Set your Z.AI API key as an environment variable:

```bash
export ZAI_API_KEY='your-api-key-here'
```

## Image Analysis

### Basic Usage

```bash
python3 vision_analyze.py /path/to/image.jpg "What's in this image?"
```

### With Custom Parameters

```bash
python3 vision_analyze.py /path/to/image.png "Describe this UI design" \
  --model glm-4.6v \
  --max-tokens 2000 \
  --temperature 0.5
```

### JSON Output

```bash
python3 vision_analyze.py /path/to/image.jpg "Extract all text" --json
```

## Video Analysis

### Basic Usage

```bash
python3 video_analyze.py /path/to/video.mp4 "What happens in this video?"
```

### Important Notes

- **File Size Limit**: Videos up to 8MB recommended for best results
- **Supported Formats**: MP4, MOV, M4V
- **Processing**: Videos are analyzed frame-by-frame by the vision model
- **For Video Generation**: Use Z.AI's video generation API (cogvideox-3) instead

## Common Use Cases

### 1. UI Design Analysis

```bash
python3 vision_analyze.py ui-mockup.png "Analyze this UI design and suggest improvements"
```

### 2. OCR / Text Extraction

```bash
python3 vision_analyze.py screenshot.png "Extract all text from this image"
```

### 3. Error Diagnosis

```bash
python3 vision_analyze.py error-screenshot.jpg "What's wrong with this code?
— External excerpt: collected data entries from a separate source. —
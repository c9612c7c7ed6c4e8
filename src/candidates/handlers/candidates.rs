// src/candidates/handlers/candidates.rs

use axum::{
    extract::{Extension, Path, Query},
    http::StatusCode,
    response::{IntoResponse, Json},
};
use serde_json::json;
use std::sync::Arc;
use tokio::sync::RwLock;
use tracing::{info, warn};

use crate::auth::AuthedUser;
use crate::candidates::models::{
    Candidate, CandidateFilters, CreateCandidateRequest, UpdateCandidateStatusRequest,
};
use crate::candidates::validators::CandidateValidator;
use crate::common::{generate_candidate_id, helpers, ApiError, AppState, Validator};

/// POST /api/candidates - Manually add a candidate
pub async fn create_candidate(
    Extension(state_lock): Extension<Arc<RwLock<AppState>>>,
    authed: AuthedUser,
    Json(request): Json<CreateCandidateRequest>,
) -> Result<impl IntoResponse, ApiError> {
    let state = state_lock.read().await;

    let validation = CandidateValidator.validate(&request);
    if !validation.is_valid {
        return Err(validation.into());
    }

    // Manual entry honours the same uniqueness rule as the import pipeline
    if let Some(email) = request.email.as_deref().filter(|e| !e.trim().is_empty()) {
        let existing: Option<(String,)> = sqlx::query_as("SELECT id FROM candidates WHERE email = ?")
            .bind(email)
            .fetch_optional(&state.db)
            .await
            .map_err(ApiError::DatabaseError)?;
        if existing.is_some() {
            warn!(user_id = %authed.id, "Candidate creation rejected: duplicate email");
            return Err(ApiError::BadRequest("email already exists".to_string()));
        }
    }

    let candidate_id = generate_candidate_id();
    let now = chrono::Utc::now().to_rfc3339();

    sqlx::query(
        r#"
        INSERT INTO candidates
            (id, name, email, phone, experience_years, previous_experience, age, photo_path, status, created_by, created_at)
        VALUES (?, ?, ?, ?, ?, ?, ?, NULL, 'pending', ?, ?)
        "#,
    )
    .bind(&candidate_id)
    .bind(request.name.trim())
    .bind(&request.email)
    .bind(&request.phone)
    .bind(request.experience_years)
    .bind(&request.previous_experience)
    .bind(request.age)
    .bind(&authed.id)
    .bind(&now)
    .execute(&state.db)
    .await
    .map_err(ApiError::DatabaseError)?;

    info!(
        user_id = %authed.id,
        candidate_id = %candidate_id,
        "Candidate created manually"
    );

    Ok((
        StatusCode::CREATED,
        Json(json!({
            "id": candidate_id,
            "status": "pending",
            "message": "Candidate created successfully"
        })),
    ))
}

/// GET /api/candidates - List candidates with optional filters
pub async fn list_candidates(
    Extension(state_lock): Extension<Arc<RwLock<AppState>>>,
    authed: AuthedUser,
    Query(filters): Query<CandidateFilters>,
) -> Result<Json<Vec<Candidate>>, ApiError> {
    let state = state_lock.read().await;

    let validation = CandidateValidator.validate(&filters);
    if !validation.is_valid {
        return Err(validation.into());
    }

    // Sort column comes from an allowlist; never interpolate raw input
    let sort_by = filters.sort_by.as_deref().unwrap_or("created_at");
    let order = if filters.sort_order.as_deref() == Some("asc") {
        "ASC"
    } else {
        "DESC"
    };

    let candidates = if let Some(status) = &filters.status {
        sqlx::query_as::<_, Candidate>(&format!(
            "SELECT * FROM candidates WHERE status = ? ORDER BY {} {} LIMIT 200",
            sort_by, order
        ))
        .bind(status)
        .fetch_all(&state.db)
        .await
        .map_err(ApiError::DatabaseError)?
    } else if let Some(search) = &filters.search {
        let pattern = format!("%{}%", search);
        sqlx::query_as::<_, Candidate>(&format!(
            "SELECT * FROM candidates WHERE name LIKE ? OR email LIKE ? ORDER BY {} {} LIMIT 200",
            sort_by, order
        ))
        .bind(&pattern)
        .bind(&pattern)
        .fetch_all(&state.db)
        .await
        .map_err(ApiError::DatabaseError)?
    } else {
        sqlx::query_as::<_, Candidate>(&format!(
            "SELECT * FROM candidates ORDER BY {} {} LIMIT 200",
            sort_by, order
        ))
        .fetch_all(&state.db)
        .await
        .map_err(ApiError::DatabaseError)?
    };

    info!(
        user_id = %authed.id,
        candidate_count = candidates.len(),
        "Fetched candidates list"
    );

    Ok(Json(candidates))
}

/// GET /api/candidates/:id - Candidate details
pub async fn get_candidate(
    Extension(state_lock): Extension<Arc<RwLock<AppState>>>,
    _authed: AuthedUser,
    Path(candidate_id): Path<String>,
) -> Result<Json<Candidate>, ApiError> {
    let state = state_lock.read().await;

    let candidate = sqlx::query_as::<_, Candidate>("SELECT * FROM candidates WHERE id = ?")
        .bind(&candidate_id)
        .fetch_optional(&state.db)
        .await
        .map_err(ApiError::DatabaseError)?
        .ok_or_else(|| ApiError::NotFound("Candidate not found".to_string()))?;

    Ok(Json(candidate))
}

/// PATCH /api/candidates/:id/status - Move a candidate through the workflow
pub async fn update_candidate_status(
    Extension(state_lock): Extension<Arc<RwLock<AppState>>>,
    authed: AuthedUser,
    Path(candidate_id): Path<String>,
    Json(request): Json<UpdateCandidateStatusRequest>,
) -> Result<Json<serde_json::Value>, ApiError> {
    let state = state_lock.read().await;

    let validation = CandidateValidator.validate(&request);
    if !validation.is_valid {
        return Err(validation.into());
    }

    let result = sqlx::query("UPDATE candidates SET status = ? WHERE id = ?")
        .bind(&request.status)
        .bind(&candidate_id)
        .execute(&state.db)
        .await
        .map_err(ApiError::DatabaseError)?;

    if result.rows_affected() == 0 {
        return Err(ApiError::NotFound("Candidate not found".to_string()));
    }

    info!(
        user_id = %authed.id,
        candidate_id = %candidate_id,
        status = %request.status,
        "Candidate status updated"
    );

    Ok(Json(json!({
        "id": candidate_id,
        "status": request.status,
        "message": "Status updated successfully"
    })))
}

/// DELETE /api/candidates/:id - Remove a candidate (admin only)
///
/// Ingestion never deletes records; this is the explicit administrative path.
pub async fn delete_candidate(
    Extension(state_lock): Extension<Arc<RwLock<AppState>>>,
    authed: AuthedUser,
    Path(candidate_id): Path<String>,
) -> Result<Json<serde_json::Value>, ApiError> {
    if !authed.is_admin {
        return Err(ApiError::Forbidden("Admin access required".to_string()));
    }

    let state = state_lock.read().await;

    let candidate = sqlx::query_as::<_, Candidate>("SELECT * FROM candidates WHERE id = ?")
        .bind(&candidate_id)
        .fetch_optional(&state.db)
        .await
        .map_err(ApiError::DatabaseError)?
        .ok_or_else(|| ApiError::NotFound("Candidate not found".to_string()))?;

    sqlx::query("DELETE FROM interviews WHERE candidate_id = ?")
        .bind(&candidate_id)
        .execute(&state.db)
        .await
        .map_err(ApiError::DatabaseError)?;

    sqlx::query("DELETE FROM candidates WHERE id = ?")
        .bind(&candidate_id)
        .execute(&state.db)
        .await
        .map_err(ApiError::DatabaseError)?;

    // Best-effort blob cleanup
    if let Some(photo_path) = &candidate.photo_path {
        state.photo_store.delete(photo_path).await;
    }

    info!(
        admin_id = %authed.id,
        candidate_id = %candidate_id,
        "Candidate deleted"
    );

    Ok(Json(json!({ "message": "Candidate deleted successfully" })))
}

/// GET /uploads/photos/:filename - Serve an extracted candidate photo
pub async fn serve_photo(
    Extension(state_lock): Extension<Arc<RwLock<AppState>>>,
    Path(filename): Path<String>,
) -> Result<impl IntoResponse, ApiError> {
    let state = state_lock.read().await;

    let file_path = state
        .photo_store
        .serve_path(&filename)
        .ok_or_else(|| ApiError::BadRequest("Invalid photo path".to_string()))?;

    if !file_path.exists() {
        return Err(ApiError::NotFound("Photo not found".to_string()));
    }

    let content = tokio::fs::read(&file_path)
        .await
        .map_err(|_| ApiError::InternalServer("Failed to read photo".to_string()))?;

    let content_type = helpers::photo_content_type(&filename);

    Ok((
        StatusCode::OK,
        [(axum::http::header::CONTENT_TYPE, content_type)],
        content,
    ))
}
// src/logging_middleware.rs
//! Middleware for logging request and response bodies in debug mode

use axum::{
    body::Body,
    extract::Request,
    http::StatusCode,
    middleware::Next,
    response::Response,
};
use axum::body::to_bytes;
use tracing::debug;

/// Bodies above this size (sheet uploads, photo downloads) are not logged
const MAX_LOGGED_BODY: usize = 64 * 1024;

/// Middleware to log request and response bodies in debug mode
pub async fn log_request_response(request: Request, next: Next) -> Result<Response, StatusCode> {
    let (parts, body) = request.into_parts();

    let bytes = to_bytes(body, usize::MAX)
        .await
        .map_err(|_| StatusCode::INTERNAL_SERVER_ERROR)?;

    if !bytes.is_empty() && bytes.len() <= MAX_LOGGED_BODY {
        if let Ok(body_str) = std::str::from_utf8(&bytes) {
            debug!(
                method = %parts.method,
                uri = %parts.uri,
                request_body = %body_str,
                "Request"
            );
        }
    }

    let request = Request::from_parts(parts, Body::from(bytes));

    let response = next.run(request).await;

    let (parts, body) = response.into_parts();

    let bytes = to_bytes(body, usize::MAX)
        .await
        .map_err(|_| StatusCode::INTERNAL_SERVER_ERROR)?;

    if !bytes.is_empty() && bytes.len() <= MAX_LOGGED_BODY {
        if let Ok(body_str) = std::str::from_utf8(&bytes) {
            debug!(
                status = %parts.status,
                response_body = %body_str,
                "Response"
            );
        }
    }

    Ok(Response::from_parts(parts, Body::from(bytes)))
}
// src/ingest/heuristics.rs
//! Tunable heuristic data for the ingestion pipeline
//!
//! Recruiting workbooks are human-authored: the header row floats, column
//! names drift, and some rows collapse several fields into one free-text
//! cell. Everything the pipeline uses to cope with that lives here as named
//! data so it can be tuned (and tested) without touching control flow.

use regex::Regex;
use std::sync::OnceLock;

/// How many leading rows are scanned for the header row
pub const HEADER_SCAN_ROWS: usize = 20;

/// Minimum number of distinct keyword hits for a row to qualify as the header
pub const HEADER_KEYWORD_THRESHOLD: usize = 2;

/// Domain keywords matched (as substrings) against normalized header cells
pub const HEADER_KEYWORDS: &[&str] = &[
    "name",
    "email",
    "phone",
    "contact",
    "mobile",
    "experience",
    "age",
];

// Column-name synonyms, matched against normalized header cells.
// First synonym with a non-blank cell in the row wins.
pub const NAME_SYNONYMS: &[&str] = &[
    "name",
    "candidate",
    "fullname",
    "applicantname",
    "candidatesname",
];
pub const EMAIL_SYNONYMS: &[&str] = &["email", "emailaddress", "eaddress"];
pub const PHONE_SYNONYMS: &[&str] = &["phone", "phonenumber", "contact", "mobile", "cell"];
pub const EXPERIENCE_SYNONYMS: &[&str] = &[
    "experienceyears",
    "yearsofexperience",
    "experience",
    "totalexperience",
    "yearsexperience",
];
pub const PREVIOUS_EXPERIENCE_SYNONYMS: &[&str] = &[
    "previousexperience",
    "pastexperience",
    "previousemployer",
    "lastcompany",
];
pub const AGE_SYNONYMS: &[&str] = &["age", "candidateage", "ageyrs"];

/// A mapped "name" longer than this is assumed to be mis-mapped composite
/// text and may be overridden by the fallback extractor
pub const NAME_OVERRIDE_MAX_LEN: usize = 50;

/// Image formats the browser cannot render; embedded metafiles are skipped
pub const SKIPPED_IMAGE_FORMATS: &[&str] = &["emf", "wmf", "x-emf", "x-wmf"];

/// Normalize a cell for header matching: case-fold, strip non-alphanumerics
pub fn normalize_cell(raw: &str) -> String {
    raw.chars()
        .filter(|c| c.is_alphanumeric())
        .flat_map(|c| c.to_lowercase())
        .collect()
}

/// First `local@domain.tld` substring
pub fn email_pattern() -> &'static Regex {
    static RE: OnceLock<Regex> = OnceLock::new();
    RE.get_or_init(|| {
        Regex::new(r"[A-Za-z0-9._%+\-]+@[A-Za-z0-9.\-]+\.[A-Za-z]{2,}").unwrap()
    })
}

/// Optional leading `+` followed by a 9-16 char run of digits/dashes/spaces.
/// The run may open on the whitespace after a `Phone:` label, so matches are
/// trimmed before use.
pub fn phone_pattern() -> &'static Regex {
    static RE: OnceLock<Regex> = OnceLock::new();
    RE.get_or_init(|| Regex::new(r"\+?[0-9 \-]{9,16}").unwrap())
}

/// Text after a `Name:` label, up to the next known label or end of string
pub fn name_label_pattern() -> &'static Regex {
    static RE: OnceLock<Regex> = OnceLock::new();
    RE.get_or_init(|| {
        Regex::new(r"Name:\s*(.+?)\s*(?:Age:|Location:|University:|Degree:|$)").unwrap()
    })
}

/// Digits (optional decimal) after an `Age:` label
pub fn age_label_pattern() -> &'static Regex {
    static RE: OnceLock<Regex> = OnceLock::new();
    RE.get_or_init(|| Regex::new(r"Age:\s*([0-9]+(?:\.[0-9]+)?)").unwrap())
}
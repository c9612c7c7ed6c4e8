// Candidate module tests
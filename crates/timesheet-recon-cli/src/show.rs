use anstyle::{AnsiColor, Color, Style};
use timesheet_recon::Report;
use timesheet_recon::report::Summary;

pub fn show_discrepancies(report: &Report) {
    let over_style = Style::new().fg_color(Some(Color::Ansi(AnsiColor::Yellow)));
    let under_style = Style::new().fg_color(Some(Color::Ansi(AnsiColor::Red)));
    let flagged_style = Style::new().fg_color(Some(Color::Ansi(AnsiColor::Cyan)));

    for row in report.discrepancies() {
        // Positive means more hours were reported than tracked.
        let style = if row.discrepancy.is_sign_positive() {
            over_style
        } else {
            under_style
        };
        let period = row
            .period_start
            .map(|date| date.to_string())
            .unwrap_or_else(|| "unknown period".to_owned());
        println!(
            "{style}━━━ {} ({}) week of {period} ━━━{style:#}",
            row.name,
            row.staff_id.as_deref().unwrap_or("no id"),
        );
        println!(
            "  email {}, owner {}",
            row.email.as_deref().unwrap_or("unresolved"),
            row.owner.as_deref().unwrap_or("unresolved"),
        );
        println!(
            "  primary {} h, secondary {} h, discrepancy {style}{}{style:#} h",
            row.primary_hours.normalize(),
            row.secondary_hours.normalize(),
            row.discrepancy.normalize(),
        );
        println!();
    }

    for row in &report.flagged {
        println!(
            "{flagged_style}━━━ Flagged: {} ({}) is {} ━━━{flagged_style:#}",
            row.name,
            row.staff_id.as_deref().unwrap_or("no id"),
            row.status,
        );
    }
    if !report.flagged.is_empty() {
        println!();
    }

    print_summary(&report.summary());
}

pub fn print_summary(summary: &Summary) {
    let bold = Style::new().bold();
    let warn = Style::new().fg_color(Some(Color::Ansi(AnsiColor::Yellow)));

    if summary.discrepant_rows == 0 {
        println!("✓ All {} timesheet line(s) reconcile!", summary.reconciled_rows);
    } else {
        println!("{bold}━━━ Summary ━━━{bold:#}");
        println!(
            "  {warn}{}{warn:#} of {} timesheet line(s) with a discrepancy",
            summary.discrepant_rows, summary.reconciled_rows
        );
    }
    println!(
        "  {} h reported, {} h tracked",
        summary.primary_hours.normalize(),
        summary.secondary_hours.normalize()
    );
    if summary.flagged_rows > 0 {
        println!("  {} line(s) not yet approved", summary.flagged_rows);
    }
    if summary.unresolved_identities > 0 {
        println!(
            "  {warn}{}{warn:#} staff id(s) without a mapping",
            summary.unresolved_identities
        );
    }
    if summary.unparsed_period_labels > 0 {
        println!(
            "  {} period label(s) matched by entry date only",
            summary.unparsed_period_labels
        );
    }
}
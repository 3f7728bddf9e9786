//! Reconciling primary timesheet exports against secondary project time actuals.

pub mod config;
pub mod diagnostics;
mod error;
pub mod filter;
pub mod identity;
mod parse;
pub mod reconcile;
pub mod record;
pub mod report;
pub mod table;

pub type Decimal = rust_decimal::Decimal;

pub use config::{Columns, ReconcileConfig};
pub use diagnostics::{Diagnostic, Severity};
pub use error::{ReconcileError, Result};
pub use reconcile::InputTables;
pub use report::Report;
pub use table::Table;
fn main() -> anyhow::Result<()> {
    timesheet_recon_cli::run(std::env::args())
}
How do I fix it?"
```

### 4. Technical Diagram Understanding

```bash
python3 vision_analyze.py architecture.png "Explain this architecture diagram"
```

### 5. Data Visualization Analysis

```bash
python3 vision_analyze.py chart.png "What insights does this chart show?"
```

### 6. Video Scene Description

```bash
python3 video_analyze.py clip.mp4 "Describe what's happening in this video"
```

## Model Parameters

| Parameter | Default | Description |
|-----------|----------|-------------|
| `--model` | glm-4.6v | Vision model to use |
| `--max-tokens` | 2000 | Maximum response tokens |
| `--temperature` | 0.5 | Generation temperature (0-2) |
| `--json` | false | Output as JSON format |

## Error Handling

### Common Errors

**No API key:**
```
❌ ZAI_API_KEY environment variable not set
```
**Fix:** Set environment variable: `export ZAI_API_KEY='your-key'`

**Image not found:**
```
❌ Image file not found: /path/to/image.jpg
```
**Fix:** Verify the file path is correct

**SDK not installed:**
```
❌ zai-sdk not installed
```
**Fix:** Install with: `pip install zai-sdk`

**File too large:**
```
⚠️  Warning: Video is 12.50MB (exceeds 8MB recommended limit)
```
**Fix:** Compress the video or use a shorter clip

## Integration Examples

### Python API Direct Usage

```python
from zai import ZaiClient
import base64

# Initialize client
client = ZaiClient(api_key='your-api-key')

# Encode image
with open('image.jpg', 'rb') as f:
    image_data = base64.b64encode(f.read()).decode('utf-8')

# Analyze
response = client.chat.completions.create(
    model='glm-4.6v',
    messages=[
        {
            'role': 'user',
            'content': [
                {'type': 'text', 'text': "What's in this image?"},
                {'type': 'image_url', 'image_url': {'url': f'data:image/jpeg;base64,{image_data}'}},
            ],
        }
    ],
    temperature=0.5,
    max_tokens=2000
)

print(response.choices[0].message.content)
```

## Tips for Best Results

1. **Be specific with prompts**: Instead of "What's this?", use "Describe the UI elements in this screenshot"
2. **Use high-quality images**: Better resolution = better understanding
3. **Consider temperature**: Lower (0.2-0.5) for factual analysis, higher (0.7-1.0) for creative interpretations
4. **Batch processing**: For multiple images, use a script loop
5. **Handle errors gracefully**: Always check for API errors and handle appropriately

## Advanced: Using with Safe Scripts

When integrating with Clawdbot's safe-scripts skill:

```bash
clawd-run /root/clawd/zai-vision/scripts/vision_analyze.py image.png "Describe this"
```

This provides:
- Automatic syntax validation
- Backup creation before execution
- 60-second timeout protection
- Better error formatting